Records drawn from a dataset
□ □ □ □ □
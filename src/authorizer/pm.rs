// src/authorizer/pm.rs

//! Command lines for the platform package manager and parsing of its replies

use super::{InstallParams, UninstallFlags};
use crate::config::DexoptMode;
use crate::error::{Error, Result};
use regex::Regex;
use std::path::Path;
use std::sync::OnceLock;

fn failure_pattern() -> Option<&'static Regex> {
    static RE: OnceLock<Option<Regex>> = OnceLock::new();
    RE.get_or_init(|| Regex::new(r"Failure \[([A-Z0-9_]+)(?::\s*([^\]]*))?\]").ok())
        .as_ref()
}

fn session_pattern() -> Option<&'static Regex> {
    static RE: OnceLock<Option<Regex>> = OnceLock::new();
    RE.get_or_init(|| Regex::new(r"\[(\d+)\]").ok()).as_ref()
}

pub(crate) fn install_create(params: &InstallParams) -> Vec<String> {
    let mut argv = vec!["pm".to_string(), "install-create".to_string(), "-r".to_string()];
    if params.allow_test_only {
        argv.push("-t".to_string());
    }
    if params.allow_downgrade {
        argv.push("-d".to_string());
    }
    if let Some(installer) = &params.installer {
        argv.push("-i".to_string());
        argv.push(installer.clone());
    }
    argv.push("--user".to_string());
    argv.push(if params.all_users { "all" } else { "current" }.to_string());
    if params.install_reason != 0 {
        argv.push("--install-reason".to_string());
        argv.push(params.install_reason.to_string());
    }
    if let Some(size) = params.total_size {
        argv.push("-S".to_string());
        argv.push(size.to_string());
    }
    argv
}

pub(crate) fn install_write(session_id: i32, name: &str, path: &Path) -> Vec<String> {
    vec![
        "pm".to_string(),
        "install-write".to_string(),
        session_id.to_string(),
        name.to_string(),
        path.display().to_string(),
    ]
}

pub(crate) fn install_commit(session_id: i32) -> Vec<String> {
    vec![
        "pm".to_string(),
        "install-commit".to_string(),
        session_id.to_string(),
    ]
}

pub(crate) fn install_abandon(session_id: i32) -> Vec<String> {
    vec![
        "pm".to_string(),
        "install-abandon".to_string(),
        session_id.to_string(),
    ]
}

pub(crate) fn uninstall(package_name: &str, flags: UninstallFlags) -> Vec<String> {
    let mut argv = vec!["pm".to_string(), "uninstall".to_string()];
    if flags.keep_data() {
        argv.push("-k".to_string());
    }
    if !flags.all_users() {
        argv.push("--user".to_string());
        argv.push("current".to_string());
    }
    argv.push(package_name.to_string());
    argv
}

/// `cmd package compile` for post-install dexopt
pub(crate) fn compile(package_name: &str, mode: DexoptMode, force: bool) -> Vec<String> {
    let mut argv = vec![
        "cmd".to_string(),
        "package".to_string(),
        "compile".to_string(),
        "-m".to_string(),
        mode.as_str().to_string(),
    ];
    if force {
        argv.push("-f".to_string());
    }
    argv.push(package_name.to_string());
    argv
}

/// Extract the id from `Success: created install session [1234]`
pub(crate) fn parse_session_id(output: &str) -> Result<i32> {
    if let Some(err) = parse_failure(output) {
        return Err(err);
    }
    session_pattern()
        .and_then(|re| re.captures(output))
        .and_then(|c| c[1].parse().ok())
        .ok_or_else(|| Error::ChannelFailure {
            channel: "pm".to_string(),
            reason: format!("unexpected install-create output: {}", output.trim()),
        })
}

/// Turn the reply of a mutating `pm` call into a result
pub(crate) fn check_success(output: &str) -> Result<()> {
    if let Some(err) = parse_failure(output) {
        return Err(err);
    }
    if output.lines().any(|l| l.trim_start().starts_with("Success")) {
        return Ok(());
    }
    Err(Error::CommitRejected {
        code: failure_code("INSTALL_FAILED_INTERNAL_ERROR"),
        reason: output.trim().to_string(),
    })
}

/// Parse `Failure [INSTALL_FAILED_X: message]` into a rejection
pub fn parse_failure(output: &str) -> Option<Error> {
    let caps = failure_pattern()?.captures(output)?;
    let name = caps[1].to_string();
    let reason = match caps.get(2).map(|m| m.as_str().trim()) {
        Some(msg) if !msg.is_empty() => format!("{}: {}", name, msg),
        _ => name.clone(),
    };
    Some(Error::CommitRejected {
        code: failure_code(&name),
        reason,
    })
}

/// Numeric platform code for a failure constant
pub fn failure_code(name: &str) -> i32 {
    match name {
        "INSTALL_FAILED_ALREADY_EXISTS" => -1,
        "INSTALL_FAILED_INVALID_APK" => -2,
        "INSTALL_FAILED_INVALID_URI" => -3,
        "INSTALL_FAILED_INSUFFICIENT_STORAGE" => -4,
        "INSTALL_FAILED_DUPLICATE_PACKAGE" => -5,
        "INSTALL_FAILED_NO_SHARED_USER" => -6,
        "INSTALL_FAILED_UPDATE_INCOMPATIBLE" => -7,
        "INSTALL_FAILED_SHARED_USER_INCOMPATIBLE" => -8,
        "INSTALL_FAILED_MISSING_SHARED_LIBRARY" => -9,
        "INSTALL_FAILED_REPLACE_COULDNT_DELETE" => -10,
        "INSTALL_FAILED_DEXOPT" => -11,
        "INSTALL_FAILED_OLDER_SDK" => -12,
        "INSTALL_FAILED_CONFLICTING_PROVIDER" => -13,
        "INSTALL_FAILED_NEWER_SDK" => -14,
        "INSTALL_FAILED_TEST_ONLY" => -15,
        "INSTALL_FAILED_CPU_ABI_INCOMPATIBLE" => -16,
        "INSTALL_FAILED_MISSING_FEATURE" => -17,
        "INSTALL_FAILED_CONTAINER_ERROR" => -18,
        "INSTALL_FAILED_INVALID_INSTALL_LOCATION" => -19,
        "INSTALL_FAILED_MEDIA_UNAVAILABLE" => -20,
        "INSTALL_FAILED_VERIFICATION_TIMEOUT" => -21,
        "INSTALL_FAILED_VERIFICATION_FAILURE" => -22,
        "INSTALL_FAILED_PACKAGE_CHANGED" => -23,
        "INSTALL_FAILED_UID_CHANGED" => -24,
        "INSTALL_FAILED_VERSION_DOWNGRADE" => -25,
        "INSTALL_FAILED_DEPRECATED_SDK_VERSION" => -29,
        "INSTALL_PARSE_FAILED_NOT_APK" => -100,
        "INSTALL_PARSE_FAILED_BAD_MANIFEST" => -101,
        "INSTALL_PARSE_FAILED_NO_CERTIFICATES" => -103,
        "INSTALL_PARSE_FAILED_INCONSISTENT_CERTIFICATES" => -104,
        "INSTALL_FAILED_INTERNAL_ERROR" => -110,
        "INSTALL_FAILED_USER_RESTRICTED" => -111,
        "INSTALL_FAILED_DUPLICATE_PERMISSION" => -112,
        "INSTALL_FAILED_NO_MATCHING_ABIS" => -113,
        "INSTALL_FAILED_ABORTED" => -115,
        "DELETE_FAILED_INTERNAL_ERROR" => -1,
        "DELETE_FAILED_DEVICE_POLICY_MANAGER" => -2,
        "DELETE_FAILED_USER_RESTRICTED" => -3,
        "DELETE_FAILED_OWNER_BLOCKED" => -4,
        "DELETE_FAILED_ABORTED" => -5,
        "DELETE_FAILED_USED_SHARED_LIBRARY" => -6,
        _ if name.starts_with("DELETE_") => -1,
        _ => -110,
    }
}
□ □ □ □ □
Using the records above, pull out each line where the word "captures" occurs.

ANSWER –
        .and_then(|re| re.captures(output))
    let caps = failure_pattern()?.captures(output)?;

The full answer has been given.